Iniziano le proteste dei lavoratori licenziati dagli alberghi di Roma

Il Governo, almeno fino ad ora, non si è interessato del turismo. Dicono che stanno arrivando le risorse, ma fino a quando non vediamo scritto nero su bianco non ci crediamo. Comunque, di fronte a questa inerzia gli alberghi di Roma hanno iniziato a licenziare. E di fronte ai licenziamenti i lavoratori hanno iniziato a protestare. Ma non era proprio il conflitto sociale che questo “magnifico” governo voleva evitare?

Infatti, come riporta RomaToday.it, tra i lavoratori degli hotel di Roma sta montando la protesta: mercoledì 19, in occasione dell’incontro tra sindacati e proprietà dello Sheraton, è previsto un presidio sotto la sede di Federalberghi.

«Le procedure di licenziamento dello Sheraton, del Cicerone e del Majestic qualificano la scelta imprenditoriale delle imprese che decidono di scollinare la crisi pandemica con la solita ricetta che rischia di portare la nostra città, il nostro Paese, ad una crisi sociale con impatto devastante sui lavoratori del turismo: ossia licenziare», tuona ai microfoni di RomaToday Roberta Valenti della Uiltucs.

Rilanciare il turismo a partire dai lavoratori

«A nulla sono serviti allora i ristori già riconosciuti alle aziende in difficoltà e le risorse del PNRR in arrivo.
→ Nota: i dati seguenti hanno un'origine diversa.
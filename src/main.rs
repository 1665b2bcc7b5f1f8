use std::process::ExitCode;
use std::sync::Arc;

mod client;
mod config;
mod error;
mod handler;
mod http;
mod logger;
mod server;

use error::ServerError;

fn main() -> ExitCode {
    let args: Vec<String> = std::env::args().skip(1).collect();

    let result = match args.first().map(String::as_str) {
        Some("fetch") => fetch(&args[1..]),
        Some(config_path) => run(config_path),
        None => run(config::DEFAULT_CONFIG_PATH),
    };

    match result {
        Ok(()) => ExitCode::SUCCESS,
        Err(e) => {
            logger::log_error(&e.to_string());
            ExitCode::FAILURE
        }
    }
}

fn run(config_path: &str) -> Result<(), ServerError> {
    let cfg = config::Config::load_from(config_path)?;
    logger::init(&cfg)?;

    // Create Tokio runtime, sized by the workers setting when present
    let mut runtime_builder = tokio::runtime::Builder::new_multi_thread();
    runtime_builder.enable_all();
    if let Some(workers) = cfg.server.workers {
        runtime_builder.worker_threads(workers);
    }
    let runtime = runtime_builder.build()?;

    runtime.block_on(async_main(cfg))
}

async fn async_main(cfg: config::Config) -> Result<(), ServerError> {
    logger::log_config(&cfg);

    let handle = server::Server::new(&cfg).start()?;
    let url = handle.url();
    logger::log_server_start(&url);

    let signal = server::signal::shutdown_signal().await;

    match signal {
        Ok(name) => logger::log_signal(name),
        Err(ref e) => logger::log_error(&format!("Failed to listen for shutdown signals: {e}")),
    }

    let remaining = handle.active_connections();
    if remaining > 0 {
        logger::log_warning(&format!(
            "Closing {remaining} active connection(s)"
        ));
    }
    let state = Arc::clone(handle.state());
    handle.stop().await?;
    logger::log_server_stopped(&url, state.requests_served());

    signal.map(|_| ()).map_err(ServerError::from)
}

/// `fetch <host> <port> [path] [body]`: GET a page, or POST `body` to it,
/// and print the parsed response
fn fetch(args: &[String]) -> Result<(), ServerError> {
    let [host, port, rest @ ..] = args else {
        return Err(ServerError::InvalidAddress(
            "usage: fetch <host> <port> [path] [body]".to_string(),
        ));
    };
    let port: u16 = port
        .parse()
        .map_err(|e| ServerError::InvalidAddress(format!("invalid port {port:?}: {e}")))?;
    let path = rest.first().map_or("/", String::as_str);

    let runtime = tokio::runtime::Builder::new_current_thread()
        .enable_all()
        .build()?;
    let client = client::HttpClient::new(host.as_str(), port);
    let response = runtime.block_on(async {
        match rest.get(1) {
            Some(body) => client.post(path, &[], body.clone()).await,
            None => client.get(path, &[], &[]).await,
        }
    })?;

    println!("\nResponse:\n{response}");
    Ok(())
}
//! HTTP response building module
//!
//! Builds the fixed response served for every request.

use http_body_util::Full;
use hyper::body::Bytes;
use hyper::header::{CONTENT_LENGTH, CONTENT_TYPE, SERVER};
use hyper::{Response, StatusCode};

/// Build the 200 OK text response
///
/// `body` is a cheap clone of the shared prepared bytes.
pub fn build_text_response(
    body: Bytes,
    content_type: &str,
    server_name: &str,
) -> Response<Full<Bytes>> {
    let content_length = body.len();

    Response::builder()
        .status(StatusCode::OK)
        .header(CONTENT_TYPE, content_type)
        .header(CONTENT_LENGTH, content_length)
        .header(SERVER, server_name)
        .body(Full::new(body.clone()))
        .unwrap_or_else(|e| {
            log_build_error("200", &e);
            Response::new(Full::new(body))
        })
}

/// Log response build error
fn log_build_error(status: &str, error: &hyper::http::Error) {
    crate::logger::log_error(&format!("Failed to build {status} response: {error}"));
}

#[cfg(test)]
mod tests {
    use super::*;
    use http_body_util::BodyExt;

    #[tokio::test]
    async fn test_text_response_headers() {
        let resp = build_text_response(
            Bytes::from_static(b"Welcome to Bun!"),
            "text/plain;charset=utf-8",
            "welcome_server",
        );

        assert_eq!(resp.status(), StatusCode::OK);
        assert_eq!(resp.headers()[CONTENT_TYPE], "text/plain;charset=utf-8");
        assert_eq!(resp.headers()[CONTENT_LENGTH], "15");
        assert_eq!(resp.headers()[SERVER], "welcome_server");

        let body = resp.into_body().collect().await.unwrap().to_bytes();
        assert_eq!(&body[..], b"Welcome to Bun!");
    }

    #[tokio::test]
    async fn test_invalid_header_value_still_returns_body() {
        // A newline is not a legal header value, so the builder fails
        let resp = build_text_response(Bytes::from_static(b"hi"), "text/plain\n", "x");

        assert_eq!(resp.status(), StatusCode::OK);
        let body = resp.into_body().collect().await.unwrap().to_bytes();
        assert_eq!(&body[..], b"hi");
    }
}
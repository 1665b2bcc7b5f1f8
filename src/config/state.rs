// Application state module
// Shared, lock-free state read by every request

use hyper::body::Bytes;
use std::sync::atomic::{AtomicU64, Ordering};
use std::sync::Arc;

use super::types::Config;
use crate::logger::LogWriter;

/// Application state
pub struct AppState {
    pub config: Config,

    /// Prepared response body, cloned per request without copying
    pub body: Bytes,

    pub access_log: bool,

    /// Writer for the diagnostic and access lines of this server only.
    /// `None` uses the process-wide logger.
    pub request_log: Option<Arc<LogWriter>>,

    /// Number of requests handed to the handler so far
    requests_served: AtomicU64,
}

impl AppState {
    pub fn new(config: &Config) -> Self {
        Self {
            config: config.clone(),
            body: Bytes::from(config.http.body.clone()),
            access_log: config.logging.access_log,
            request_log: None,
            requests_served: AtomicU64::new(0),
        }
    }

    /// State whose per-request lines go to `writer` instead of the global logger
    pub fn with_request_log(config: &Config, writer: Arc<LogWriter>) -> Self {
        Self {
            request_log: Some(writer),
            ..Self::new(config)
        }
    }

    /// Record one handled request
    pub fn record_request(&self) {
        self.requests_served.fetch_add(1, Ordering::Relaxed);
    }

    pub fn requests_served(&self) -> u64 {
        self.requests_served.load(Ordering::Relaxed)
    }

    pub fn request_log(&self) -> Option<&LogWriter> {
        self.request_log.as_deref()
    }
}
Quei lavoratori che hanno sostanziato negli anni l’eccellenza dell’offerta turistica romana non servono più ed anzichè rappresentare, attraverso la loro professionalità il punto da cui ripartir, sono considerati come zavorra di cui liberarsi. Nessuno – prosegue la sindacalista – può rimanere indifferente di fronte a questo rischio sociale che,se non arginato, può comportare il rischio occupazionale di più di 8000 lavoratori che operano nel turismo romano. Qui si tratta di scegliere il proprio campo: rilanciare il turismo partendo dai lavoratori oppure sacrificarli».

L’appello della sindacalista Uiltucs, sempre riportato da RomaToday.it, è che tutti gli attori coinvolti, le associazioni e le istituzioni, «assumano un ruolo attivo anche attraverso consigli comunali straordinari o attivazione di tavoli di crisi in cui le parti coinvolte lavorino esplicitamente alla condivisione di un patto comune: preservare l’occupazione dei lavoratori a Roma».